The string "enum" appears in some lines of the entries that follow; copy each such line.

==== GIVEN DATA

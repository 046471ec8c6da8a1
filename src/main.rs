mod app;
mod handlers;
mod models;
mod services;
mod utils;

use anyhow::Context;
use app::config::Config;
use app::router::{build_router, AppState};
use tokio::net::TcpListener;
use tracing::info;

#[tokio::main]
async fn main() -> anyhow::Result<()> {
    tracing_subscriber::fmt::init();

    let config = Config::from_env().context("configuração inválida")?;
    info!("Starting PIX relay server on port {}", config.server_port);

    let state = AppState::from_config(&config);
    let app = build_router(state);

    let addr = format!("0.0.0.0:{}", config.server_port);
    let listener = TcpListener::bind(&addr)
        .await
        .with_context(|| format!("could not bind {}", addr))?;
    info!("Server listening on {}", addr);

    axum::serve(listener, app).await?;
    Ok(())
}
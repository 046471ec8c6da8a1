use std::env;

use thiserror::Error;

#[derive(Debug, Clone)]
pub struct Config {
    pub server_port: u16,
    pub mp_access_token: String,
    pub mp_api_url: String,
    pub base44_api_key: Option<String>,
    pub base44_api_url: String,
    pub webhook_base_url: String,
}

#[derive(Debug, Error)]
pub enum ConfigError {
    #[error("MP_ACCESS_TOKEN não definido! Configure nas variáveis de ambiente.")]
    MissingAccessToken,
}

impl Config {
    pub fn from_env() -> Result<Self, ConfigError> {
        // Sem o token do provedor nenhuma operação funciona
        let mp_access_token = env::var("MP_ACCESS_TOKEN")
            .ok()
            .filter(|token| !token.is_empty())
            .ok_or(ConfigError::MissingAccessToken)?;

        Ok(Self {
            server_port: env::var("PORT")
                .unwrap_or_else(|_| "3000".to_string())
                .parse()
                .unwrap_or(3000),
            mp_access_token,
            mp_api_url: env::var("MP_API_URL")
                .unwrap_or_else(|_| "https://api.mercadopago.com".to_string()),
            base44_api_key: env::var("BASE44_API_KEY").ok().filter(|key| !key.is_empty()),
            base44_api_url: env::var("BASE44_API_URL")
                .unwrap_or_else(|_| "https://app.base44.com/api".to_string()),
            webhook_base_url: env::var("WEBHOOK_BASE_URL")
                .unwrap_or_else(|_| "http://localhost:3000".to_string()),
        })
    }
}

========
==== GIVEN DATA

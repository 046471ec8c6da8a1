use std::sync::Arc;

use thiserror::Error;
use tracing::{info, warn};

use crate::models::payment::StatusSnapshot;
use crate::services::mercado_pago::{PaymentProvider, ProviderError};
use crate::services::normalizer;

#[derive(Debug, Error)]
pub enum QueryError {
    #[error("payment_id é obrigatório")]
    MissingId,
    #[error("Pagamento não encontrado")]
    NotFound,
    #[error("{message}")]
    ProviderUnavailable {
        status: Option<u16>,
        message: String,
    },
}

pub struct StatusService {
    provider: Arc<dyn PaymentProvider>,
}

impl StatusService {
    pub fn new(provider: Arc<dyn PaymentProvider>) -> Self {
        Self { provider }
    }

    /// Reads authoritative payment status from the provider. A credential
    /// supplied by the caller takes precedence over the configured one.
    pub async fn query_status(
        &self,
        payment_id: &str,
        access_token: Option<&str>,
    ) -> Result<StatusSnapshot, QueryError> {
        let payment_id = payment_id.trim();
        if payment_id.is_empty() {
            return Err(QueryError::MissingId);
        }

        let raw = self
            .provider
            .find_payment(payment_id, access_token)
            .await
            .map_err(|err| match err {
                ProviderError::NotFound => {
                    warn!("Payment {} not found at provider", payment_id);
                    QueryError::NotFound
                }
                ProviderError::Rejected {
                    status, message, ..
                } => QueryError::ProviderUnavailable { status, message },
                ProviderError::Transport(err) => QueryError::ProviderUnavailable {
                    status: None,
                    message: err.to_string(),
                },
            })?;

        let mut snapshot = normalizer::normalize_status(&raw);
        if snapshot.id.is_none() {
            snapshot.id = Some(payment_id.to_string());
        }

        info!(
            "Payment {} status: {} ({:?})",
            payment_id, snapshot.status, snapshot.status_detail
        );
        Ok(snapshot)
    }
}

========
==== GIVEN DATA

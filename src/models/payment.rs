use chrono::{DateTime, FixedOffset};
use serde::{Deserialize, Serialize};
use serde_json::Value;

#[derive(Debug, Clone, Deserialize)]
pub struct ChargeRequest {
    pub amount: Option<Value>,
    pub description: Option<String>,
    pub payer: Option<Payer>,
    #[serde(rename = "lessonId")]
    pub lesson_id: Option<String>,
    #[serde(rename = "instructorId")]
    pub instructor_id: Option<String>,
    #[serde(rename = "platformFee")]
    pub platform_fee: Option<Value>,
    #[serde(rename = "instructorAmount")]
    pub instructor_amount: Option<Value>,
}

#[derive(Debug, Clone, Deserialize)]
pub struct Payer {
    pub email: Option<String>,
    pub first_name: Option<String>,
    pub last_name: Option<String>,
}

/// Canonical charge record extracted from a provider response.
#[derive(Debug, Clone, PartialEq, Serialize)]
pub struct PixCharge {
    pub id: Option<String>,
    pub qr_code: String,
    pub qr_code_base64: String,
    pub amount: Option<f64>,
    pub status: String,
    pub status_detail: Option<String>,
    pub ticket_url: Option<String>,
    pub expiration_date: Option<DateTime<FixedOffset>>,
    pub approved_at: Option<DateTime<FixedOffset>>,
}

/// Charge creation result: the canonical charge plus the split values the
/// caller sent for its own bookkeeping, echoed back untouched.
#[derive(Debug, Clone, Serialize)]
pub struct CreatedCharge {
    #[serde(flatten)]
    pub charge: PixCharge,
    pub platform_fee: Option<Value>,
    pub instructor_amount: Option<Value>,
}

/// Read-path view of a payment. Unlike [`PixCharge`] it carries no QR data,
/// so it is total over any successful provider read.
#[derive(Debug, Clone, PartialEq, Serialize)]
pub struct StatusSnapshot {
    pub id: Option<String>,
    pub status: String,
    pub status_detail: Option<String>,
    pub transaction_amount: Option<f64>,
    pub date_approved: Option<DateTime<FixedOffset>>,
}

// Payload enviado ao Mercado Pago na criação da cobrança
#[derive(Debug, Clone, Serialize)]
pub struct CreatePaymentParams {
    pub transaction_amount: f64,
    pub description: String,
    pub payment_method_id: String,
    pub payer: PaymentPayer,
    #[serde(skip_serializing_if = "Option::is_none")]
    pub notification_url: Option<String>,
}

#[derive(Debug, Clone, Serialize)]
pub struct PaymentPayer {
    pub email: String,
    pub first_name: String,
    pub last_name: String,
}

========

# RESPONSE:
pub enum ConfigError {
pub enum QueryError {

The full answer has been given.